Interesting. When the small sculpt maps were being implemented by Qarl, the smallest considered was an 8x8 map that specifies 4x4 quads, or 5x5 verts with planar stitching. That should not shrink further on LOD switches (see this table). If I make an 8x8 map with continuous red and blue gradients along U and V axes, I get the expected plane which is the expected 4x4 quads when you inspect it in wireframe view. If you make it just the four extreme colours in the four 4x4 quadrants, the vertices are squished and you see only a 1x1 quad wireframe. Making a 4x4 with just the four quadrants also makes a single quad, but that doesn't say much about how the code reads such a small map, because of possible squishing. But when I made a 4x4 with continuous gradients, I got a tryptich, three quads along the red (x) axis and one along the blue (z) axis. That's certainly not what I would have expected. I would have to go and look at the source code to find out why that happens.

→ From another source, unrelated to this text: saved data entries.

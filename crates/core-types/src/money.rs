use rust_decimal::{Decimal, RoundingStrategy};

/// Rounds a monetary amount to cents, half away from zero.
///
/// Applied once, at the point a value is written to the ledger. Intermediate
/// arithmetic keeps full precision so repeated operations do not accumulate
/// rounding drift.
pub fn round_money(value: Decimal) -> Decimal {
    value.round_dp_with_strategy(2, RoundingStrategy::MidpointAwayFromZero)
}

#[cfg(test)]
mod tests {
    use super::*;
    use rust_decimal_macros::dec;

    #[test]
    fn rounds_half_away_from_zero() {
        assert_eq!(round_money(dec!(1.005)), dec!(1.01));
        assert_eq!(round_money(dec!(-1.005)), dec!(-1.01));
        assert_eq!(round_money(dec!(2.004)), dec!(2.00));
    }

    #[test]
    fn keeps_already_rounded_values() {
        assert_eq!(round_money(dec!(1500.50)), dec!(1500.50));
        assert_eq!(round_money(Decimal::ZERO), Decimal::ZERO);
    }
}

 PS. I was also able to upload a 2x2 and it gave a single quad (I'm on a mesh sim in Aditi, with the mesh viewer from yesterday)

[Gaia Clary]

From the "theory of sculpted prims" a 2*2 pixel should give a perfect quad, because:

 

1. A face is defined by its 4 corner vertices and the sculptmap stores the vertex locations. So if you want to store a map containing 4*4 faces, you will need an image of size 5*5 pixels.
2. There is one constraint on image sizes for sculpted prims: their heigth and width must be power of 2 numbers. Hence in order to store a sculpty with 4*4 faces, you need 5*5 pixels distributed on an 8*8 pixel image.
3. This implies that a sculptmap of size n*m (where n,m are power of 2 numbers) can store  n/2 * m/2 faces (quads), in our example the 8*8 pixel image can store 4*4 = 16 faces. (Yes, i know there are exceptions from this rule, for 128*64 pixel sculptmaps the face count is 46*22=1012 faces...)
4. The used pixels are distributed (almost) evenly over the image as follows:
   each secnd pixel of the map is used as container for a vertex location,
   starting at the bottom left pixel of the image. But we have one extra row/column of pixels to populate (remind we nee 5*5 pixels to store a 4*4 faces map) And we use the rightmost column and the topmost row for this.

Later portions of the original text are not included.